There’s some good documentation on how to get started with OSS development for the Tang Nano FPGA series, but there’s no complete tutorial for VHDL and manual compilation. This post will explain how to set up tools, use Verilog or VHDL and how to mix them, how to compile everything manually and how to program the FPGA. In addition, I’ll show how to use the PLL and how to get a blinky demo running.
Basic OS Setup
At first, we’ll have to install the tools. As always, I’ll start with a clean container system in distrobox. Of course, these setup instructions should also work when you install the tools directly on your host OS, but using distrobox will make dependency management more convenient. Alternatively, you could also use Dev Containers.

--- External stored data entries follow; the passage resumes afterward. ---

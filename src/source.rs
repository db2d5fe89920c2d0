//! Key-value sources to check against.
//!
//! A [`Source`] is the map a check inspects: either an explicit map built by
//! the caller or a snapshot of the process environment. Values are optional
//! so that a key can be declared without a value.

use std::collections::{BTreeMap, HashMap};

/// A snapshot of variables to check.
///
/// Iteration is in ascending key order.
///
/// # Example
///
/// ```
/// use envcheck::Source;
///
/// let mut source = Source::new();
/// source.set("DATABASE_URL", "postgres://localhost/db");
/// source.set_unset("SECRET");
///
/// assert_eq!(source.get("DATABASE_URL"), Some("postgres://localhost/db"));
/// assert_eq!(source.get("SECRET"), None);
/// assert!(source.contains("SECRET"));
/// assert_eq!(source.len(), 2);
/// ```
#[derive(Debug, Clone, Default, PartialEq, Eq)]
pub struct Source {
    vars: BTreeMap<String, Option<String>>,
}

impl Source {
    /// Create an empty source.
    pub fn new() -> Self {
        Self::default()
    }

    /// Snapshot the current process environment.
    ///
    /// Keys that are not valid Unicode are skipped. Values that are not
    /// valid Unicode are converted lossily and so still count as present.
    pub fn from_env() -> Self {
        let vars = std::env::vars_os()
            .filter_map(|(key, value)| {
                let key = key.into_string().ok()?;
                Some((key, Some(value.to_string_lossy().into_owned())))
            })
            .collect();
        Self { vars }
    }

    /// Set a variable.
    pub fn set(&mut self, key: impl Into<String>, value: impl Into<String>) {
        self.vars.insert(key.into(), Some(value.into()));
    }

    /// Declare a variable without a value.
    pub fn set_unset(&mut self, key: impl Into<String>) {
        self.vars.insert(key.into(), None);
    }

    /// Get the value of a variable, if it has one.
    pub fn get(&self, key: &str) -> Option<&str> {
        self.vars.get(key).and_then(|value| value.as_deref())
    }

    /// Check if the key is present, with or without a value.
    pub fn contains(&self, key: &str) -> bool {
        self.vars.contains_key(key)
    }

    /// Keys in iteration order.
    pub fn keys(&self) -> impl Iterator<Item = &str> {
        self.vars.keys().map(String::as_str)
    }

    /// Entries in iteration order.
    pub fn iter(&self) -> impl Iterator<Item = (&str, Option<&str>)> {
        self.vars
            .iter()
            .map(|(key, value)| (key.as_str(), value.as_deref()))
    }

    /// Number of keys.
    pub fn len(&self) -> usize {
        self.vars.len()
    }

    /// Check if there are no keys.
    pub fn is_empty(&self) -> bool {
        self.vars.is_empty()
    }

    /// Narrow to keys starting with `prefix`.
    ///
    /// Matching is case-sensitive. An empty prefix keeps every key.
    pub fn with_prefix(&self, prefix: &str) -> Self {
        let vars = self
            .vars
            .iter()
            .filter(|(key, _)| key.starts_with(prefix))
            .map(|(key, value)| (key.clone(), value.clone()))
            .collect();
        Self { vars }
    }
}

/// Produce the source a check should inspect.
///
/// Uses `explicit` when given, otherwise snapshots the process environment,
/// then narrows to `prefix` when one is set and non-empty.
///
/// # Example
///
/// ```
/// use envcheck::{resolve_source, Source};
///
/// let source: Source = [("NEXT_API_URL", "u"), ("OTHER_VAR", "o")]
///     .into_iter()
///     .collect();
///
/// let resolved = resolve_source(Some(&source), Some("NEXT_"));
/// assert_eq!(resolved.keys().collect::<Vec<_>>(), ["NEXT_API_URL"]);
/// ```
pub fn resolve_source(explicit: Option<&Source>, prefix: Option<&str>) -> Source {
    let base = match explicit {
        Some(source) => source.clone(),
        None => Source::from_env(),
    };

    let resolved = match prefix.filter(|p| !p.is_empty()) {
        Some(prefix) => base.with_prefix(prefix),
        None => base,
    };

    tracing::debug!(
        keys = resolved.len(),
        explicit = explicit.is_some(),
        "Resolved check source"
    );
    resolved
}

impl<K: Into<String>, V: Into<String>> FromIterator<(K, V)> for Source {
    fn from_iter<I: IntoIterator<Item = (K, V)>>(iter: I) -> Self {
        let vars = iter
            .into_iter()
            .map(|(key, value)| (key.into(), Some(value.into())))
            .collect();
        Self { vars }
    }
}

impl From<BTreeMap<String, Option<String>>> for Source {
    fn from(vars: BTreeMap<String, Option<String>>) -> Self {
        Self { vars }
    }
}

impl From<HashMap<String, Option<String>>> for Source {
    fn from(vars: HashMap<String, Option<String>>) -> Self {
        Self {
            vars: vars.into_iter().collect(),
        }
    }
}

impl From<HashMap<String, String>> for Source {
    fn from(vars: HashMap<String, String>) -> Self {
        vars.into_iter().collect()
    }
}

impl From<BTreeMap<String, String>> for Source {
    fn from(vars: BTreeMap<String, String>) -> Self {
        vars.into_iter().collect()
    }
}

So let’s set up a new container based on Fedora 41, the latest release at the time this article was written:
distrobox create -i fedora:41 fpga
distrobox enter fpga
Playing with the Preinstalled FPGA Firmware
Let’s install picocom to talk to the serial port:
sudo dnf install picocom
In addition to using the USB port for programming, the Tang Nano boards emulate a USB serial device using the same connector. This device can be used to talk to the user design and to set up various parameters for the board, such as the generated clocks. For now, let’s talk to the preprogrammed FPGA application:
picocom -b 115200 /dev/ttyUSB1
If you’ve not used picocom before: The command key is CTRL
+ a
.
So to exit picocom for example, hold CTRL
and then press a
followed by x
.
We can now interact with the preinstalled design:
# Tab to list commands
help
# All off
litex> leds 0xff
Settings Leds to 0xff
# All on
litex> leds 0
Settings Leds to 0x0
# Button state
litex> buttons
Buttons value: 0x3
# Hold CTRL, then press a, then x to exit
Entering the System Console
To enter the system console, we’ll first open the serial port as if we were connecting to the application:
picocom -b 115200 /dev/ttyUSB1
To enter the system console, we have to enter some special commands:
Hold CTRL
, then press x
followed by c
and press Enter
:
Type [C-a] [C-h] to see available commands
Terminal ready
# Hold CTRL, then press x, then c and finally enter, to enter system console
: command not found.
TangNano20K />
To get the list of supported commands:
TangNano20K /> help
shell commands list:
pll_clk
pll
free
memtrace
help
reboot
choose
For example, to change clock 0 to 100 MHz:
# Change the clock
TangNano20K />pll_clk O0=100M
...
# Make configuration persist
TangNano20K />pll_clk -s
Using APIO for Simple Applications
Apio is a simple way to get a quick FPGA toolchain setup for various development boards. We’ll use it here to get started, then switch to manual compilation for more control. First, let’s install pip in the container:
sudo dnf install python3-pip
Next, we’ll install Apio. We’re going to get the development version as we need GOWIN FPGA support for our Tang Nano board.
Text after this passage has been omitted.